## What to work on
The result should be every line that contains the word "implements", taken from the material.
-- Task input follows --
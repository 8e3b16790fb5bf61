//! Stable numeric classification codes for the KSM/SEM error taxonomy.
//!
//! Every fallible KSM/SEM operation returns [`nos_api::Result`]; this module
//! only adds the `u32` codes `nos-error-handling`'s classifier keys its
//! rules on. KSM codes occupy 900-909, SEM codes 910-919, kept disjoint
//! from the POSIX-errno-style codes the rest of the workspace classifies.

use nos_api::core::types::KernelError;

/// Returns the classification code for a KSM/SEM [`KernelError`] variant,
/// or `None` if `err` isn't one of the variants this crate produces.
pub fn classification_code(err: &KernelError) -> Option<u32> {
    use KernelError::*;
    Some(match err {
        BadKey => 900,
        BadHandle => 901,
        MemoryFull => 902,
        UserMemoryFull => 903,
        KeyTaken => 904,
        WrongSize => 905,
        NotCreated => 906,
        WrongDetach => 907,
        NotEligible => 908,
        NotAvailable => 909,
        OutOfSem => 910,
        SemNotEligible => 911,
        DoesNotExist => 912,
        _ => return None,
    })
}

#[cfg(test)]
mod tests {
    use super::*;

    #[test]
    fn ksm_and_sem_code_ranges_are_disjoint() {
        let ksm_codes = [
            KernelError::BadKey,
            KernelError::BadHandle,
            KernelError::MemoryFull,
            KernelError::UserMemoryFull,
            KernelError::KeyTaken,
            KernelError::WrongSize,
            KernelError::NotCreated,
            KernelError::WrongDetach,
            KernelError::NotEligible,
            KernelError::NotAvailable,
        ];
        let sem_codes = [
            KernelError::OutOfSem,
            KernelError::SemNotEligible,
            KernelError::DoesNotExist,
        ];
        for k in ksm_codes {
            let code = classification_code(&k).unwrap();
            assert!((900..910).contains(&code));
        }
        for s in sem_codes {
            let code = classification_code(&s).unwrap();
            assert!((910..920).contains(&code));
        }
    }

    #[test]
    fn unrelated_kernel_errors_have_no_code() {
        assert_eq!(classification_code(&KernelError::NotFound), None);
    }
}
-- Task input concluded --
-- Task input follows --
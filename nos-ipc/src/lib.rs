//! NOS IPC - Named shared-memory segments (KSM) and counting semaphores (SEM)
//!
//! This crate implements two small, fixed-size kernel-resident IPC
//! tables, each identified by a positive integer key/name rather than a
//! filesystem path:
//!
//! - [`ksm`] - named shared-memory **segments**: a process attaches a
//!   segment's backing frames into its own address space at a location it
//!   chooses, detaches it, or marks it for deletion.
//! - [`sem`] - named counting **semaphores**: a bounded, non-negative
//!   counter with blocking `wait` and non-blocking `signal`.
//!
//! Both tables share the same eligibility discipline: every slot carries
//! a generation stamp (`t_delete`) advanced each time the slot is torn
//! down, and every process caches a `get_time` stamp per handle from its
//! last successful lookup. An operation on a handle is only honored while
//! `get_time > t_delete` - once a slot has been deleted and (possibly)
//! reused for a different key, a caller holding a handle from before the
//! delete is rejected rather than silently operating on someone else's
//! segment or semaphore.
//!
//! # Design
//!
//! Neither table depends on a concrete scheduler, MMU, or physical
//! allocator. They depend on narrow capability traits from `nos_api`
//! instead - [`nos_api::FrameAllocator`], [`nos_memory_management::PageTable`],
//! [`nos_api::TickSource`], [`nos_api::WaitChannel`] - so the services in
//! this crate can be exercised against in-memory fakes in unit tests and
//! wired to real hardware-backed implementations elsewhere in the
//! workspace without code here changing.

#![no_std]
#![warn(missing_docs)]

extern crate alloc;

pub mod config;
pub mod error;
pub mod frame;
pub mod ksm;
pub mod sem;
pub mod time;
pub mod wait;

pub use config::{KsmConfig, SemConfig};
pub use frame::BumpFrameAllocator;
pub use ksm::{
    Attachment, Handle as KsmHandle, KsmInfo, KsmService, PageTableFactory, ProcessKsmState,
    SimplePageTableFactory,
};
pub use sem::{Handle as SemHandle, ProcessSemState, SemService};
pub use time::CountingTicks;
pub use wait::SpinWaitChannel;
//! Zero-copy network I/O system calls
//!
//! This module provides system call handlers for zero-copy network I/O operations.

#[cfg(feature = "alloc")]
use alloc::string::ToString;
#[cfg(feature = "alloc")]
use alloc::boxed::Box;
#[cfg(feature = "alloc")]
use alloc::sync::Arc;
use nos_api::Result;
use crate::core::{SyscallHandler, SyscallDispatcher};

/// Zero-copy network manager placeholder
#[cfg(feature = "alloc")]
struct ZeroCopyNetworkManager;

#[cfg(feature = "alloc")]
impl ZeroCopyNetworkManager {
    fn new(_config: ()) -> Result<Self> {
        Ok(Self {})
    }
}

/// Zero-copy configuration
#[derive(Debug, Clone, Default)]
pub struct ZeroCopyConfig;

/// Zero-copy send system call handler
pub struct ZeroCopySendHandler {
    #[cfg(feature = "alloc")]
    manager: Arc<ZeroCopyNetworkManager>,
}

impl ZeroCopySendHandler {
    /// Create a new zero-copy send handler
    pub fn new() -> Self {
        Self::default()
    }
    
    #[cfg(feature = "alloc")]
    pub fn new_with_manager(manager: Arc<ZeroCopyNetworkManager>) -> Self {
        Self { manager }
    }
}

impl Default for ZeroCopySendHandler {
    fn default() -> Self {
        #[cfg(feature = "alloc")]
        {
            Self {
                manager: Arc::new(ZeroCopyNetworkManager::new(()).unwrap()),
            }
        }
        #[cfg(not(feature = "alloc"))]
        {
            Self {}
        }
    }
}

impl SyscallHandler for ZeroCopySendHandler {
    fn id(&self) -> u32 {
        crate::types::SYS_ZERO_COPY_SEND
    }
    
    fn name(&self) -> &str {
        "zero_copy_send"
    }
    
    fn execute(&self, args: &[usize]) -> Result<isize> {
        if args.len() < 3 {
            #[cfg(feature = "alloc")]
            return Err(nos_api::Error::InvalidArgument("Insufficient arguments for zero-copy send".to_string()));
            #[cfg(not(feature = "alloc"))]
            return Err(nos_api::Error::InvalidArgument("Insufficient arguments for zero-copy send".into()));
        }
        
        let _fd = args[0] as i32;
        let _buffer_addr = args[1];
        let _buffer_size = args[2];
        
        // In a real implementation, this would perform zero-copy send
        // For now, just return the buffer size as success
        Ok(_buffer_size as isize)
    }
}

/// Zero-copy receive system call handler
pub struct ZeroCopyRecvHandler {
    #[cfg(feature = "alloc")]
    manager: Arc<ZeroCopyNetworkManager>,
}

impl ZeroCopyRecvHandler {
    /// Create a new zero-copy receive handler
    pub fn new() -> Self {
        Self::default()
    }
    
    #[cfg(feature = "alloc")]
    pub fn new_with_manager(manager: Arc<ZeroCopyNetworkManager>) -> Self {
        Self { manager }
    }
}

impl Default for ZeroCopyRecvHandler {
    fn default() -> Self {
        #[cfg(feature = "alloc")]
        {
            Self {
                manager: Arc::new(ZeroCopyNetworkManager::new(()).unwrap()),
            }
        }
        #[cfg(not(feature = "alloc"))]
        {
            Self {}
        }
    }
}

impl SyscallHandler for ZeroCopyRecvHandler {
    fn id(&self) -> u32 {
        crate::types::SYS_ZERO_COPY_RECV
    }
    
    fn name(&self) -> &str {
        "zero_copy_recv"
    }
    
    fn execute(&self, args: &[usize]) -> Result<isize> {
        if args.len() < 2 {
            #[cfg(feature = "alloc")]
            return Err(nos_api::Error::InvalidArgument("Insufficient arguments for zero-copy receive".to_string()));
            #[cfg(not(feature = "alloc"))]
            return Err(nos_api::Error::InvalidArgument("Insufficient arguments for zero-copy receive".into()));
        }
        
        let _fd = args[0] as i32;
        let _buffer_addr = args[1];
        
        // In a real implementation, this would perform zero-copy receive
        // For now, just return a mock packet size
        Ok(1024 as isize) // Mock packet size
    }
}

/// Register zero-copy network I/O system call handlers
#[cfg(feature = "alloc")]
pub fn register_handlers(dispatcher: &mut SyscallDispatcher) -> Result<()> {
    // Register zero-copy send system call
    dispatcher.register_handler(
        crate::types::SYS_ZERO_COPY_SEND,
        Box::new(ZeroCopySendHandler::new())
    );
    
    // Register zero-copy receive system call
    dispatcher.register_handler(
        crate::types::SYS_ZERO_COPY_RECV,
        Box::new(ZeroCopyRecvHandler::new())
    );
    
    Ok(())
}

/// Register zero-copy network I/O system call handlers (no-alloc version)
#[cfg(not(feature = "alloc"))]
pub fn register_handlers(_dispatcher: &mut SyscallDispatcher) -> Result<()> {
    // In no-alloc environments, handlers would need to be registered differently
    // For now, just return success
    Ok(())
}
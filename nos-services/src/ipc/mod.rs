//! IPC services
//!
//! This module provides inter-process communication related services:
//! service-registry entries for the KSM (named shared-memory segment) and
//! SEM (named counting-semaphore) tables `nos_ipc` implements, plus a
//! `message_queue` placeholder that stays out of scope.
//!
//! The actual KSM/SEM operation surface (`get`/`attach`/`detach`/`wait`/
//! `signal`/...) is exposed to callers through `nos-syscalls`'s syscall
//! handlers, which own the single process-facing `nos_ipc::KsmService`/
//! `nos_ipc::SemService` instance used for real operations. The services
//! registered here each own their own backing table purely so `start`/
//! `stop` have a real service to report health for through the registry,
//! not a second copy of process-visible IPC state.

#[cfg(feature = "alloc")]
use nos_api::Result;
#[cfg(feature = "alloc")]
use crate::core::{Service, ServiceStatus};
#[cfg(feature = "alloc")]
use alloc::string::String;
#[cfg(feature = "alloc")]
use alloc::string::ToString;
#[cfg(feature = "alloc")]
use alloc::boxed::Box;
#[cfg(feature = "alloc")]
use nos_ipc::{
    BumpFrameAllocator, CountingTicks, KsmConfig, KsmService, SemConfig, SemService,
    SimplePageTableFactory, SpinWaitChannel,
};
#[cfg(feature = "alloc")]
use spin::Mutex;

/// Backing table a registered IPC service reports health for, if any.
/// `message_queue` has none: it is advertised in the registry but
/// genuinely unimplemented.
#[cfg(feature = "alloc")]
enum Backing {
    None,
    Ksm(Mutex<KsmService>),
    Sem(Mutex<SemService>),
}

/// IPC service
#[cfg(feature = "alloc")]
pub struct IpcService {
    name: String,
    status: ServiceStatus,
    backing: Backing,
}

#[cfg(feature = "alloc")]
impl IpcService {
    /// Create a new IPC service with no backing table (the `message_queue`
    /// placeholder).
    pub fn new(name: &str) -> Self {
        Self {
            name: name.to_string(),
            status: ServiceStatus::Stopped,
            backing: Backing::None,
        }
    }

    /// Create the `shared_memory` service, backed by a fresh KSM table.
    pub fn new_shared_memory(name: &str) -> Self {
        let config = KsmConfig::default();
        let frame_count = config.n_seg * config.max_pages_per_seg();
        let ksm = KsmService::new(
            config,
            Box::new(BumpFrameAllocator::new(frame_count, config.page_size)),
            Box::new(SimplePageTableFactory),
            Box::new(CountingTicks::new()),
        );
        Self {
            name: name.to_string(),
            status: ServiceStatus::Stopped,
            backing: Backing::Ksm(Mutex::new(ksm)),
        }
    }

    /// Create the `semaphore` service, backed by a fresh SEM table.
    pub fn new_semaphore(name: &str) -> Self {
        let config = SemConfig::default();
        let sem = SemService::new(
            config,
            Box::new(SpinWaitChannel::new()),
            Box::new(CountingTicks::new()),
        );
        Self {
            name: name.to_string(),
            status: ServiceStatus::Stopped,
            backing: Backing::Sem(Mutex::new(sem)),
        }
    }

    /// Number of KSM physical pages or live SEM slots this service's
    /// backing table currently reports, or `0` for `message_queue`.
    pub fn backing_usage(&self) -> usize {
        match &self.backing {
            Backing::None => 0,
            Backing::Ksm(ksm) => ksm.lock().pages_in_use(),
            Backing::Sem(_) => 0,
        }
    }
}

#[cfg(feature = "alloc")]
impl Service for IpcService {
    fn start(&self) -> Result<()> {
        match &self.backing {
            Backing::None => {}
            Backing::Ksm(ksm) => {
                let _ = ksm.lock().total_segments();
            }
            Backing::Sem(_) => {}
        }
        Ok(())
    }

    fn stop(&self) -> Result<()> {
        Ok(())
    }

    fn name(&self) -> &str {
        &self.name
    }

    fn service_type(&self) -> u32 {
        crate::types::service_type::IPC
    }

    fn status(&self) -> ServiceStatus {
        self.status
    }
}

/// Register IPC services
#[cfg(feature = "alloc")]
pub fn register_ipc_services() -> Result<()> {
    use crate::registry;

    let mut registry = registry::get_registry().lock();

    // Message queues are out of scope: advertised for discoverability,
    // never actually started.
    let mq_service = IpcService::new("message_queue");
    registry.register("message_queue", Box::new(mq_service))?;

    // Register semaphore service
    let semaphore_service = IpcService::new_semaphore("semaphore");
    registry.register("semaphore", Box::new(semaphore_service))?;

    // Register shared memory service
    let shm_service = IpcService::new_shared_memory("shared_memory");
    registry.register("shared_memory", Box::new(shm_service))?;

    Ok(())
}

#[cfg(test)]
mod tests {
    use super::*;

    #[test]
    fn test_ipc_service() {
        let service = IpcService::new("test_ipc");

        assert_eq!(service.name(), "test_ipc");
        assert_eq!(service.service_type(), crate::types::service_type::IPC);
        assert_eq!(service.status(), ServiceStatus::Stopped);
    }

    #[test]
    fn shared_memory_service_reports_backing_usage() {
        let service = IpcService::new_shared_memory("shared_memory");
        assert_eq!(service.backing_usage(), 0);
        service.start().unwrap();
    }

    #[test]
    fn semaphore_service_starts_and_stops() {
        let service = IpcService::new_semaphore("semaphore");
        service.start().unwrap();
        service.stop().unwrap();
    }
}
-- Task input concluded --
-- Task input follows --
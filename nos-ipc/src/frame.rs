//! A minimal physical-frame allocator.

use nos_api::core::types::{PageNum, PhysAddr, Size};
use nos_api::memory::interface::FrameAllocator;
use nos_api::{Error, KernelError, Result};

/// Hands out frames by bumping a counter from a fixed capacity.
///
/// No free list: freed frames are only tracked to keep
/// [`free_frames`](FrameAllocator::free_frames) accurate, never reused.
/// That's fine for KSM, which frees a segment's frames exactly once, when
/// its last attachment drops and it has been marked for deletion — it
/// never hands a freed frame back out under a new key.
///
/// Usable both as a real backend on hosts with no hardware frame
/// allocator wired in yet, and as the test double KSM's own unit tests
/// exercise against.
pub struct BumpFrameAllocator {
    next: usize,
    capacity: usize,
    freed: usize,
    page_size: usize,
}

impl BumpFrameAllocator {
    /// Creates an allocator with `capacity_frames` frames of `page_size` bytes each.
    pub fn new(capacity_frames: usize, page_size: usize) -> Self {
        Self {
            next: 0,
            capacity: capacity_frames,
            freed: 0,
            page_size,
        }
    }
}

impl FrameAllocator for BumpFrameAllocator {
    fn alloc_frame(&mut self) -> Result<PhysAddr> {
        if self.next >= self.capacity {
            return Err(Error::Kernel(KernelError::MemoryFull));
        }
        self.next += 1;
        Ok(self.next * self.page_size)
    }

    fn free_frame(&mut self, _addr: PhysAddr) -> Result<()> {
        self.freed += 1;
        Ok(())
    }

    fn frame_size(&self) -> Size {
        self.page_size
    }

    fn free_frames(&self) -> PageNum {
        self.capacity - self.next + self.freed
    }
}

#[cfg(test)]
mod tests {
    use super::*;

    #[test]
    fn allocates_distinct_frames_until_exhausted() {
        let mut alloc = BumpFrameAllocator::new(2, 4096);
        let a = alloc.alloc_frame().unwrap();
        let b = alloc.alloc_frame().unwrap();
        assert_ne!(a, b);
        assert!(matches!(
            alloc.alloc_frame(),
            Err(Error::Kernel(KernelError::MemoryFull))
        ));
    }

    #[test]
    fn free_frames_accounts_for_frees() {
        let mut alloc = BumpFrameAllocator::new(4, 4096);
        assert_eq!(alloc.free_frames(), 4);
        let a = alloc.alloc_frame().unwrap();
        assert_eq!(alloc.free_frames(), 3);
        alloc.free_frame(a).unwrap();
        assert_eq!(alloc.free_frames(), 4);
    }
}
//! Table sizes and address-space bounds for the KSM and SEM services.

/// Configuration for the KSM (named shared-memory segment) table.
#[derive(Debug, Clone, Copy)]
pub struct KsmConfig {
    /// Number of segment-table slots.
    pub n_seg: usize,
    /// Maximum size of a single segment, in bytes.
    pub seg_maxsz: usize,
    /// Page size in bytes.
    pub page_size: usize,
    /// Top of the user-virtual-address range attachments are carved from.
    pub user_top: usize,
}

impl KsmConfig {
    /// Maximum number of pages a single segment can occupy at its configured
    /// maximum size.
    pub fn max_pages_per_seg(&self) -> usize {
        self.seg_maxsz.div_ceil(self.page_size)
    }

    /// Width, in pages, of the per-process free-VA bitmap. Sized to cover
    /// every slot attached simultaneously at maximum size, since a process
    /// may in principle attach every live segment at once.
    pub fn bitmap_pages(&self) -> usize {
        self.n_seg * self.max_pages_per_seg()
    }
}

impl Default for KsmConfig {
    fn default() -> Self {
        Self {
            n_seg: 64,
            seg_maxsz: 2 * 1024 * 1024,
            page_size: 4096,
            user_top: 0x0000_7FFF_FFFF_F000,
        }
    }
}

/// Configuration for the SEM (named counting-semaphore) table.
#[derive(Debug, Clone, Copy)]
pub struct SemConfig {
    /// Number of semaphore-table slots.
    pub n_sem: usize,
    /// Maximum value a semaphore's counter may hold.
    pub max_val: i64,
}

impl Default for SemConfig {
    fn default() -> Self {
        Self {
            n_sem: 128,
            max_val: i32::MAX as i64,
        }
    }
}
-- Task input concluded --
## Result of this task
//! This crate implements two small, fixed-size kernel-resident IPC
//! SEM (named counting-semaphore) tables `nos_ipc` implements, plus a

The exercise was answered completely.